The Inria Awards have been running since 2011, with support from their long-standing partners the French Academy of Sciences and Dassault Systèmes, to shine a spotlight on the innovations, major breakthroughs and successes of the men and women driving forward digital technology and science. With an emphasis on remarkable stories, whether individual or collective, not to mention top level performance, these awards underline just how important digital science and its interdisciplinarity are to our society.
An emeritus director of research at the CNRS, Pierre-Louis Curien has been a leading figure in basic computer science research in France for more than 35 years. At both a national and an international level, he has been influential in developing a specifically mathematical theory for programming languages.

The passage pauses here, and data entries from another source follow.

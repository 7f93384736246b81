//! YAML form of a catalog.
//!
//! Writing goes through `serde_yaml`, which picks a quoting style per scalar
//! and falls back to explicit `? ` keys for very long keys. Since a
//! [`Document`] serializes its entries in sorted key order, the bytes depend
//! only on the document. A `---` header is put in front so files keep the
//! layout of earlier catalogs.

use serde_yaml::Value;
use tracing::warn;

use crate::document::Document;
use crate::error::{CatalogError, CatalogResult};

/// Render a document as YAML text.
///
/// Calling this twice on equal documents yields identical strings.
pub fn to_yaml(doc: &Document) -> CatalogResult<String> {
    let body = serde_yaml::to_string(doc).map_err(|e| CatalogError::Emit(e.to_string()))?;
    let header = if doc.is_empty() { "--- " } else { "---\n" };
    Ok(format!("{header}{body}"))
}

impl Document {
    /// Parse catalog text.
    ///
    /// Fails when the text is not YAML or its root is not a mapping. Nested
    /// numbers and booleans become their string form, `null` becomes `""`,
    /// and sequences are dropped.
    pub fn from_yaml_str(text: &str) -> CatalogResult<Self> {
        Self::from_yaml_slice(text.as_bytes())
    }

    /// Parse catalog bytes. Bytes that are not UTF-8 are invalid YAML.
    pub fn from_yaml_slice(bytes: &[u8]) -> CatalogResult<Self> {
        if is_blank(bytes) {
            return Err(CatalogError::NotAMapping { found: "null" });
        }
        let value: Value =
            serde_yaml::from_slice(bytes).map_err(|e| CatalogError::InvalidYaml(e.to_string()))?;
        match strip_tags(value) {
            Value::Mapping(mapping) => Ok(mapping_to_document(mapping)),
            other => Err(CatalogError::NotAMapping {
                found: value_kind(&other),
            }),
        }
    }

    /// Parse catalog text, treating anything malformed as an empty catalog.
    pub fn from_yaml_str_lenient(text: &str) -> Self {
        Self::from_yaml_slice_lenient(text.as_bytes())
    }

    /// Parse catalog bytes, treating anything malformed as an empty catalog.
    pub fn from_yaml_slice_lenient(bytes: &[u8]) -> Self {
        match Self::from_yaml_slice(bytes) {
            Ok(doc) => doc,
            Err(e) => {
                warn!(error = %e, "ignoring malformed catalog contents");
                Self::new()
            }
        }
    }
}

/// Returns `true` for input that holds no YAML content at all.
pub fn is_blank(bytes: &[u8]) -> bool {
    bytes.iter().all(u8::is_ascii_whitespace)
}

fn strip_tags(value: Value) -> Value {
    match value {
        Value::Tagged(tagged) => strip_tags(tagged.value),
        other => other,
    }
}

fn value_kind(value: &Value) -> &'static str {
    match value {
        Value::Null => "null",
        Value::Bool(_) => "bool",
        Value::Number(_) => "number",
        Value::String(_) => "string",
        Value::Sequence(_) => "sequence",
        Value::Mapping(_) => "mapping",
        Value::Tagged(_) => "tagged value",
    }
}

fn scalar_text(value: &Value) -> Option<String> {
    match value {
        Value::Null => Some(String::new()),
        Value::Bool(b) => Some(b.to_string()),
        Value::Number(n) => Some(n.to_string()),
        Value::String(s) => Some(s.clone()),
        Value::Sequence(_) | Value::Mapping(_) | Value::Tagged(_) => None,
    }
}

fn mapping_to_document(mapping: serde_yaml::Mapping) -> Document {
    let mut doc = Document::new();
    for (key, value) in mapping {
        let Some(key) = scalar_text(&strip_tags(key)) else {
            warn!("skipping catalog entry with a non-scalar key");
            continue;
        };
        match strip_tags(value) {
            Value::Mapping(child) => {
                doc.insert(key, mapping_to_document(child));
            }
            Value::Sequence(_) => {
                warn!(key = %key, "skipping sequence value in catalog");
            }
            scalar => {
                if let Some(text) = scalar_text(&scalar) {
                    doc.insert(key, text);
                }
            }
        }
    }
    doc
}
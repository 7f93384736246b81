//! Catalog persistence for i18n-workflow.
//!
//! This crate connects the [`Registry`](i18n_workflow_registry::Registry) to
//! a stored catalog. [`MissingTranslations`] owns both and implements the
//! flush: export the recorded paths, merge them into the stored catalog,
//! replicate the key structure into other locales, write, and clear.
//!
//! # Modules
//!
//! - [`error`] -- Error types for store operations
//! - [`config`] -- [`StoreConfig`], loadable from TOML
//! - [`traits`] -- The [`CatalogStore`] trait
//! - [`file`] -- [`FileCatalogStore`], a YAML file replaced atomically on save
//! - [`memory`] -- [`InMemoryCatalogStore`] for tests and embedding
//! - [`flush`] -- [`MissingTranslations`] and [`FlushOutcome`]

pub mod config;
pub mod error;
pub mod file;
pub mod flush;
pub mod memory;
pub mod traits;

pub use config::{StoreConfig, DEFAULT_CATALOG_PATH};
pub use error::{Result, StoreError};
pub use file::FileCatalogStore;
pub use flush::{FlushOutcome, MissingTranslations};
pub use memory::InMemoryCatalogStore;
pub use traits::CatalogStore;
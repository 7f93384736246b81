//! The catalog tree: [`Document`] and [`DocumentNode`].
//!
//! Entries live in a `BTreeMap`, so iteration order is always the sorted
//! order of the keys. Serialization relies on this for byte-stable output.

use std::collections::btree_map;
use std::collections::BTreeMap;

use serde::Serialize;

/// A single value in a catalog: either a translation string or a nested scope.
#[derive(Clone, Debug, PartialEq, Eq, Serialize)]
#[serde(untagged)]
pub enum DocumentNode {
    /// A translation. The empty string marks an unfilled placeholder.
    Leaf(String),
    /// A nested mapping of keys.
    Branch(Document),
}

impl DocumentNode {
    /// An empty placeholder leaf.
    pub fn placeholder() -> Self {
        Self::Leaf(String::new())
    }

    /// Returns `true` if this node is a leaf.
    pub fn is_leaf(&self) -> bool {
        matches!(self, Self::Leaf(_))
    }

    /// Returns the nested document if this node is a branch.
    pub fn as_branch(&self) -> Option<&Document> {
        match self {
            Self::Branch(doc) => Some(doc),
            Self::Leaf(_) => None,
        }
    }

    /// Returns the leaf value if this node is a leaf.
    pub fn as_leaf(&self) -> Option<&str> {
        match self {
            Self::Leaf(value) => Some(value),
            Self::Branch(_) => None,
        }
    }

    /// A copy of this node with every leaf replaced by the empty string.
    pub fn blanked(&self) -> Self {
        match self {
            Self::Leaf(_) => Self::placeholder(),
            Self::Branch(doc) => Self::Branch(doc.blanked()),
        }
    }
}

impl From<&str> for DocumentNode {
    fn from(value: &str) -> Self {
        Self::Leaf(value.to_string())
    }
}

impl From<String> for DocumentNode {
    fn from(value: String) -> Self {
        Self::Leaf(value)
    }
}

impl From<Document> for DocumentNode {
    fn from(doc: Document) -> Self {
        Self::Branch(doc)
    }
}

/// A nested catalog mapping string keys to [`DocumentNode`]s.
///
/// At the root of a persisted catalog the keys are locale identifiers.
#[derive(Clone, Debug, Default, PartialEq, Eq, Serialize)]
#[serde(transparent)]
pub struct Document {
    entries: BTreeMap<String, DocumentNode>,
}

impl Document {
    /// Create an empty document.
    pub fn new() -> Self {
        Self::default()
    }

    /// Build a single-branch document that ends in an empty placeholder.
    ///
    /// `["nl", "missing_scope", "key"]` becomes `{nl: {missing_scope: {key: ""}}}`.
    /// An empty path yields an empty document.
    pub fn from_path<S: AsRef<str>>(path: &[S]) -> Self {
        let Some((last, parents)) = path.split_last() else {
            return Self::new();
        };

        let mut node = DocumentNode::placeholder();
        let mut doc = Self::new();
        doc.insert(last.as_ref(), node);
        for segment in parents.iter().rev() {
            node = DocumentNode::Branch(doc);
            doc = Self::new();
            doc.insert(segment.as_ref(), node);
        }
        doc
    }

    /// Returns `true` if the document has no keys.
    pub fn is_empty(&self) -> bool {
        self.entries.is_empty()
    }

    /// Number of top-level keys.
    pub fn len(&self) -> usize {
        self.entries.len()
    }

    /// Look up a top-level key.
    pub fn get(&self, key: &str) -> Option<&DocumentNode> {
        self.entries.get(key)
    }

    /// Mutable access to a top-level key.
    pub fn get_mut(&mut self, key: &str) -> Option<&mut DocumentNode> {
        self.entries.get_mut(key)
    }

    /// Returns `true` if the top-level key exists.
    pub fn contains_key(&self, key: &str) -> bool {
        self.entries.contains_key(key)
    }

    /// Follow a path of keys through nested branches.
    pub fn get_path<S: AsRef<str>>(&self, path: &[S]) -> Option<&DocumentNode> {
        let (first, rest) = path.split_first()?;
        let node = self.entries.get(first.as_ref())?;
        if rest.is_empty() {
            return Some(node);
        }
        node.as_branch()?.get_path(rest)
    }

    /// Insert or replace a top-level key, returning the previous node.
    pub fn insert(&mut self, key: impl Into<String>, node: impl Into<DocumentNode>) -> Option<DocumentNode> {
        self.entries.insert(key.into(), node.into())
    }

    /// Remove a top-level key.
    pub fn remove(&mut self, key: &str) -> Option<DocumentNode> {
        self.entries.remove(key)
    }

    /// Top-level entries in sorted key order.
    pub fn iter(&self) -> btree_map::Iter<'_, String, DocumentNode> {
        self.entries.iter()
    }

    /// Top-level keys in sorted order.
    pub fn keys(&self) -> impl Iterator<Item = &str> {
        self.entries.keys().map(String::as_str)
    }

    /// Every leaf in the document as `(path, value)`, depth-first in key order.
    pub fn leaf_paths(&self) -> Vec<(Vec<String>, String)> {
        let mut out = Vec::new();
        let mut prefix = Vec::new();
        self.collect_leaves(&mut prefix, &mut out);
        out
    }

    fn collect_leaves(&self, prefix: &mut Vec<String>, out: &mut Vec<(Vec<String>, String)>) {
        for (key, node) in &self.entries {
            prefix.push(key.clone());
            match node {
                DocumentNode::Leaf(value) => out.push((prefix.clone(), value.clone())),
                DocumentNode::Branch(doc) => doc.collect_leaves(prefix, out),
            }
            prefix.pop();
        }
    }

    /// Number of leaves at any depth.
    pub fn leaf_count(&self) -> usize {
        self.entries
            .values()
            .map(|node| match node {
                DocumentNode::Leaf(_) => 1,
                DocumentNode::Branch(doc) => doc.leaf_count(),
            })
            .sum()
    }

    /// A copy of this document with the same keys and every leaf set to `""`.
    pub fn blanked(&self) -> Self {
        self.entries
            .iter()
            .map(|(key, node)| (key.clone(), node.blanked()))
            .collect()
    }
}

impl FromIterator<(String, DocumentNode)> for Document {
    fn from_iter<I: IntoIterator<Item = (String, DocumentNode)>>(iter: I) -> Self {
        Self {
            entries: iter.into_iter().collect(),
        }
    }
}

impl IntoIterator for Document {
    type Item = (String, DocumentNode);
    type IntoIter = btree_map::IntoIter<String, DocumentNode>;

    fn into_iter(self) -> Self::IntoIter {
        self.entries.into_iter()
    }
}

impl<'a> IntoIterator for &'a Document {
    type Item = (&'a String, &'a DocumentNode);
    type IntoIter = btree_map::Iter<'a, String, DocumentNode>;

    fn into_iter(self) -> Self::IntoIter {
        self.entries.iter()
    }
}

In his early research, working alongside Gérard Berry, he demonstrated how to compile a syntactical program into a purely mathematical object (known as a sequential algorithm) capable of factoring in not only the functional behaviour of the initial program, but its operational behaviour as well. This revolutionary idea shaped our understanding of programming languages through mathematics.
In the early 1980s, he took the algebraic semantics framework laid out in category theory and extracted from it an abstract machine, called a Categorical Abstract Machine or CAM, which had a significant influence on the implementation (and the name) of the OCaml programming language. As the ‘80s turned to the ‘90s, this research led to the discovery of calculations for explicit substitutions and how they could be applied to proofs for correcting implementations or optimisations. It was during that time that he was awarded the IBM France Grand Prize. In the context of his current research, Pierre-Louis Curien employs his syntactical toolbox in order to define and process homotopy invariant algebraic structures, which are very much in vogue within the mathematics community.
Since its creation, the pi-r2 project team, which he jointly founded with Hugo Herbelin (a joint undertaking with the University of Paris and the CNRS), has played a vital role in designing, developing and maintaining the Coq programming language. Pierre-Louis Curien was also a prominent figure in the discussions that paved the way for the launch of the INS2I at the CNRS, leading to computer science being defined as a scientific field for the first time in France.
The pioneering researcher Pierre-Louis Curien wins the Inria - French Academy of Sciences Grand Prize
Stanley Durrleman’s research is concerned with the development of artificial intelligence systems capable of learning the dynamics of difficult to observe biological processes, such as the progression of chronic illnesses. Over the course of the past ten years or so, Stanley Durrleman has made a number of significant breakthroughs, laying the groundwork for an emerging field of research at the junction between dynamic systems, differential geometry and machine learning. His research stepped up a gear as part of the ERC project LEASP (2016-2020), which led to publications in a number of disciplines: machine learning, computer vision, medical imaging and neuroimaging.
With ARAMIS, his project team at the Paris Brain Institute, he developed methods for estimating reference trajectories based on patient data repeated over time, which can be used to build digital models for illness progression. This enabled them to map the pathological trajectories for three neurodegenerative diseases: Alzheimer’s, Parkinson’s and Huntington’s. His team now use this model to make predictions for new patients. A similar automated prediction system for cognitive decline is currently being used at the Memory and Alzheimer’s Disease Centre at Pitié-Salpêtrière Hospital in Paris.
The team has also been working in collaboration with pharmaceutical companies, using these predictions to target the best possible time for testing a treatment and evaluating to what extent this might change the progression trajectory of a disease. These tools are helping to establish precision medicine in neurology.
Stanley Durrleman - tackling neurodegenerative diseases through modelling
PlantNet, Inria - French Academy of Sciences - Dassault Systèmes Prize
PlantNet, undoubtedly one of the most important technological innovations in recent years, has something of an unusual back story, in that it can trace its roots back to digital science, life sciences and citizen science.
Set up in 2010 at the Agropolis foundation, the PlantNet team has been behind a number of major methodological and algorithm-based contributions: the visual match search function employed in the application draws on innovative deep learning technology, enabling absolutely anyone to recognise plants through a combination of crowdsourcing and the development of original, interactive tools. Initially devised as a scientific instrument for monitoring plant biodiversity, PlantNet and its multidisciplinary team (with members from the fields of computer science, data science and life science) has now had a clear societal impact: with more than 10 million users worldwide, including hundreds of thousands of farmers and land managers, it has made it a lot easier for these professionals to manage biodiversity. The application is also used in a wide range of educational programmes. Indeed, it was recognised in the Biodiversity Plan published by the French Ministry of Ecological Transition as one possible solution for the upscaling needed when it comes to educating citizens about the environment and taking biodiversity into account in all human activities.